The election results deepened divisions within the government, sparking a series of high-level resignations by cabinet ministers and officials. Although the mainstream press presented this as a personal dispute between Fernandez and CFK, the actual situation was more complex. Fundamentally, it was a disagreement over the meaning of Peronism in the 21st century – how it might reduce inflation and stimulate growth. Fernandez seems more eager to reduce public spending and improve conditions for international investors, whereas CFK leans towards keeping welfarism alive through more progressive taxation. With the appointment of Sergio Massa, a centrist technocrat, as Finance Minister, it appears that Fernandez’s faction is advancing. At the recent conclusion to CFK’s corruption trial, the vice president was sentenced to six years in prison for the misuse of funds for public works projects. She is expected to appeal, yet the verdict will further damage her credibility, even though the charges strongly suggest some form of political interference.
Whereas Perón managed to incorporate the working class into the state and pass redistributive policies, his legatees have had no such success. Since 2011, the absence of an economic growth engine has deprived them of a viable reformist programme. Despite the hope that CFK initially inspired, she did not manage to heal Argentina’s structural divisions – between economic sectors highly integrated into global markets and informal industries where workers struggle to eke out a basic living. As a result, it is likely that Macri or one of his political allies will win the next election – looming later this year – by capitalizing on disappointment with kirchnerismo. Yet they too will struggle to build a stable majority, since their ideological outlook is founded on the longstanding conviction that Argentina’s problems will be solved, and it will finally become a typical developed nation, once it finally breaks with Peronism. This belief, which drove the coups of the 1950s and 1970s, means that the Argentinian right has always lacked a distinctive political project.

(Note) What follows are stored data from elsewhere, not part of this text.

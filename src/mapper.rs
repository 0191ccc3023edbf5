//! Typed construction from element graphs and decomposition back into them.
//!
//! Both directions keep an identity map for the duration of one call:
//!
//! - construction keys constructed objects by (element identity, target type),
//!   so an element reached twice for the same type yields the same object and
//!   a cycle resolves to the placeholder registered before its components;
//! - decomposition keys emitted composites by (object identity, type) and
//!   registers each composite before its children, mirroring sharing and
//!   cycles of `Rc<RefCell<_>>` graphs.
use std::any::{TypeId, type_name};
use std::collections::{HashMap, HashSet};

use tracing::{debug, trace};

use crate::catalog::Catalog;
use crate::descriptor::{Mapped, TypeDescriptor};
use crate::element::{Element, List, Node};
use crate::error::{MapError, Path, Segment};
use crate::matcher::{self, Binding, Source};
use crate::object::Object;
use crate::options::Options;
use crate::recipe::{Args, Assembly, Components, Decompose, Part, Recipe, Resolved};

type Key = (usize, TypeId);

// ————————————————————————————————————————————————————————————————————————————
// TYPES
// ————————————————————————————————————————————————————————————————————————————

#[derive(Debug, Clone)]
pub struct Mapper<'c> {
    catalog: &'c Catalog,
    options: Options,
}

struct Construction<'m, 'c> {
    mapper: &'m Mapper<'c>,
    resolved: HashMap<Key, Object>,
    in_progress: HashSet<Key>,
    path: Path,
    depth: usize,
}

struct Decomposition<'m, 'c> {
    mapper: &'m Mapper<'c>,
    memo: HashMap<Key, Element>,
    active: HashSet<Key>,
    /// Keeps decomposed values alive so their addresses stay unique for the
    /// whole call.
    retained: Vec<Object>,
    path: Path,
    depth: usize,
}

// ————————————————————————————————————————————————————————————————————————————
// IMPLEMENTATION
// ————————————————————————————————————————————————————————————————————————————

impl<'c> Mapper<'c> {
    pub fn new(catalog: &'c Catalog) -> Self {
        Self::with_options(catalog, Options::default())
    }

    pub fn with_options(catalog: &'c Catalog, options: Options) -> Self {
        Self { catalog, options }
    }

    pub fn catalog(&self) -> &'c Catalog {
        self.catalog
    }

    pub fn options(&self) -> &Options {
        &self.options
    }

    pub fn construct<T: Mapped>(&self, element: &Element) -> Result<T, MapError> {
        let object = self.construct_dyn(element, &T::descriptor())?;
        let found = object.type_name();
        object.take::<T>().map_err(|_| MapError::TypeMismatch {
            expected: type_name::<T>(),
            found,
        })
    }

    pub fn construct_dyn(&self, element: &Element, ty: &TypeDescriptor) -> Result<Object, MapError> {
        Construction {
            mapper: self,
            resolved: HashMap::new(),
            in_progress: HashSet::new(),
            path: Path::root(),
            depth: 0,
        }
        .resolve(element, ty)
    }

    pub fn decompose<T: Mapped>(&self, value: &T) -> Result<Element, MapError> {
        self.decompose_dyn(&Object::new(value.clone()), &T::descriptor())
    }

    pub fn decompose_dyn(&self, value: &Object, ty: &TypeDescriptor) -> Result<Element, MapError> {
        Decomposition {
            mapper: self,
            memo: HashMap::new(),
            active: HashSet::new(),
            retained: Vec::new(),
            path: Path::root(),
            depth: 0,
        }
        .decompose(value, ty)
    }
}

// ------------------------------ Construction ------------------------------ //

impl Construction<'_, '_> {
    fn resolve(&mut self, element: &Element, ty: &TypeDescriptor) -> Result<Object, MapError> {
        self.depth += 1;
        let result = self.resolve_at_depth(element, ty);
        self.depth -= 1;
        result
    }

    fn resolve_at_depth(&mut self, element: &Element, ty: &TypeDescriptor) -> Result<Object, MapError> {
        let limit = self.mapper.options.max_depth;
        if self.depth > limit {
            return Err(MapError::DepthExceeded {
                limit,
                path: self.path.clone(),
            });
        }

        let key = element.identity().map(|id| (id, ty.id()));
        if let Some(key) = key {
            if let Some(done) = self.resolved.get(&key) {
                trace!(ty = ty.name(), path = %self.path, "reusing constructed object");
                return Ok(done.clone());
            }
            if self.in_progress.contains(&key) {
                debug!(ty = ty.name(), path = %self.path, "cycle through a non-placeholder recipe");
                return Err(MapError::CyclicConstructionUnsupported {
                    ty: ty.name(),
                    path: self.path.clone(),
                });
            }
        }

        let recipes = self.mapper.catalog.recipes(ty);
        let selection = matcher::select(element, ty, &recipes, &self.mapper.options).map_err(|unresolved| {
            MapError::Unresolved {
                ty: unresolved.ty,
                shape: unresolved.shape,
                path: self.path.clone(),
            }
        })?;
        let recipe = selection.recipe;
        trace!(ty = ty.name(), recipe = recipe.label(), path = %self.path, "recipe selected");

        match &recipe.assembly {
            Assembly::Leaf(read) => {
                let object = read(element).map_err(|err| self.failure(recipe, String::new(), err))?;
                Ok(self.register(key, object))
            }
            Assembly::Placeholder { create, fill } => {
                let placeholder = create().map_err(|err| self.failure(recipe, String::new(), err))?;
                if let Some(key) = key {
                    self.resolved.insert(key, placeholder.clone());
                }
                let args = self.resolve_bindings(selection.bindings)?;
                let summary = args.summary();
                fill(&placeholder, args).map_err(|err| self.failure(recipe, summary, err))?;
                Ok(placeholder)
            }
            Assembly::Whole(build) => {
                let args = self.resolve_guarded(key, selection.bindings)?;
                let summary = args.summary();
                let object = build(args).map_err(|err| self.failure(recipe, summary, err))?;
                Ok(self.register(key, object))
            }
            Assembly::InPlace { empty, populate, finish } => {
                let args = self.resolve_guarded(key, selection.bindings)?;
                let summary = args.summary();
                let mut target = empty();
                populate(&mut *target, args).map_err(|err| self.failure(recipe, summary.clone(), err))?;
                let object = finish(target).map_err(|err| self.failure(recipe, summary, err))?;
                Ok(self.register(key, object))
            }
        }
    }

    /// Components of a value that does not exist yet: reaching the same key
    /// again before it is built is a cycle this recipe cannot express.
    fn resolve_guarded(&mut self, key: Option<Key>, bindings: Vec<Binding>) -> Result<Args, MapError> {
        if let Some(key) = key {
            self.in_progress.insert(key);
        }
        let args = self.resolve_bindings(bindings);
        if let Some(key) = key {
            self.in_progress.remove(&key);
        }
        args
    }

    fn resolve_bindings(&mut self, bindings: Vec<Binding>) -> Result<Args, MapError> {
        let mut values = Vec::with_capacity(bindings.len());
        for binding in bindings {
            let value = match binding.source {
                Source::Default(default) => default(),
                Source::Element(element) => {
                    let entered = binding.segment.is_some();
                    if let Some(segment) = binding.segment {
                        self.path.push(segment);
                    }
                    let value = self.resolve(&element, &binding.ty);
                    if entered {
                        self.path.pop();
                    }
                    value?
                }
            };
            values.push(Resolved {
                name: binding.name,
                value,
            });
        }
        Ok(Args::new(values))
    }

    fn register(&mut self, key: Option<Key>, object: Object) -> Object {
        if let Some(key) = key {
            self.resolved.insert(key, object.clone());
        }
        object
    }

    fn failure(&self, recipe: &Recipe, components: String, err: anyhow::Error) -> MapError {
        MapError::RecipeBuildFailure {
            ty: recipe.returns().name(),
            recipe: recipe.label().to_owned(),
            components,
            path: self.path.clone(),
            source: err.into(),
        }
    }
}

// ----------------------------- Decomposition ------------------------------ //

impl Decomposition<'_, '_> {
    fn decompose(&mut self, value: &Object, ty: &TypeDescriptor) -> Result<Element, MapError> {
        self.depth += 1;
        let result = self.decompose_at_depth(value, ty);
        self.depth -= 1;
        result
    }

    fn decompose_at_depth(&mut self, value: &Object, ty: &TypeDescriptor) -> Result<Element, MapError> {
        let limit = self.mapper.options.max_depth;
        if self.depth > limit {
            return Err(MapError::DepthExceeded {
                limit,
                path: self.path.clone(),
            });
        }

        let key = value.identity().map(|id| (id, ty.id()));
        if let Some(key) = key {
            if let Some(done) = self.memo.get(&key) {
                trace!(ty = ty.name(), path = %self.path, "reusing decomposed element");
                return Ok(done.clone());
            }
            if !self.active.insert(key) {
                debug!(ty = ty.name(), path = %self.path, "value contains itself without a composite form");
                return Err(MapError::CyclicDecompositionUnsupported {
                    ty: ty.name(),
                    path: self.path.clone(),
                });
            }
            self.retained.push(value.clone());
        }

        let result = self.decompose_with_recipes(value, ty, key);
        if let Some(key) = key {
            self.active.remove(&key);
        }
        result
    }

    fn decompose_with_recipes(&mut self, value: &Object, ty: &TypeDescriptor, key: Option<Key>) -> Result<Element, MapError> {
        let recipes = self.mapper.catalog.recipes(ty);
        for recipe in recipes.iter() {
            match &recipe.decompose {
                None => continue,
                Some(Decompose::Leaf(write)) => {
                    let written = write(value.as_any()).map_err(|err| self.failure(recipe, err))?;
                    if let Some(element) = written {
                        if let Some(key) = key {
                            self.memo.insert(key, element.clone());
                        }
                        return Ok(element);
                    }
                }
                Some(Decompose::Parts(parts)) => {
                    let taken = parts(value.as_any()).map_err(|err| self.failure(recipe, err))?;
                    if let Some(parts) = taken {
                        return self.assemble(recipe, parts, ty, key);
                    }
                }
            }
        }
        Err(MapError::Undecomposable {
            ty: ty.name(),
            path: self.path.clone(),
        })
    }

    fn assemble(&mut self, recipe: &Recipe, parts: Vec<Part>, ty: &TypeDescriptor, key: Option<Key>) -> Result<Element, MapError> {
        if let Components::Transparent(_) = recipe.components() {
            let Some(part) = parts.into_iter().next() else {
                return Err(MapError::Undecomposable {
                    ty: ty.name(),
                    path: self.path.clone(),
                });
            };
            let element = self.decompose(&part.value, &part.ty)?;
            if let Some(key) = key {
                self.memo.insert(key, element.clone());
            }
            return Ok(element);
        }

        let container = if recipe.decomposes_to_node() {
            Element::Node(Node::new())
        } else {
            Element::List(List::new())
        };
        // registered before the parts, so a part referring back finds it
        if let Some(key) = key {
            self.memo.insert(key, container.clone());
        }
        for (index, part) in parts.into_iter().enumerate() {
            let segment = match (&container, part.name) {
                (Element::Node(_), Some(name)) => Segment::Key(name),
                (Element::Node(_), None) => Segment::Key(index.to_string()),
                _ => Segment::Index(index),
            };
            self.path.push(segment);
            let child = self.decompose(&part.value, &part.ty);
            let segment = self.path.pop();
            let child = child?;
            match (&container, segment) {
                (Element::Node(node), Some(Segment::Key(name))) => {
                    node.insert(name, child);
                }
                (Element::List(list), _) => list.push(child),
                _ => {}
            }
        }
        Ok(container)
    }

    fn failure(&self, recipe: &Recipe, err: anyhow::Error) -> MapError {
        MapError::RecipeBuildFailure {
            ty: recipe.returns().name(),
            recipe: recipe.label().to_owned(),
            components: String::new(),
            path: self.path.clone(),
            source: err.into(),
        }
    }
}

In this sense, neither of Argentina’s two primary political forces is capable of presenting a hegemonic vision. The kirchneristas are missing a unified diagnosis of the country’s problems, while the macristas are clinging to a demonstrably mistaken one. Such paralysis has created an opening for an outsider like Milei to present a radical solution. Milei’s programme is similar to that of Bolsonaro in Brazil. Portraying himself as an outsider, he blames the expansion of public spending and the unions’ strength – along with liberal cultural mores – for the maladies affecting Argentina. His solution is to abolish central banks, eliminate all market regulation, champion state repression and promote the traditional family (for example, by banning abortion).
Another failed macrismo government will only heighten the appeal of these positions. After forty years of democracy, people are frustrated with the incumbent and anxious about the future – a combination that the far-right is currently exploiting. The assassination attempt against CFK might thus form part of a broader pattern, similar to what we have witnessed in Brazil, where reactionary authoritarianism gains mainstream legitimation. If this trend takes hold in Argentina, the country will need an active and resilient left to oppose it.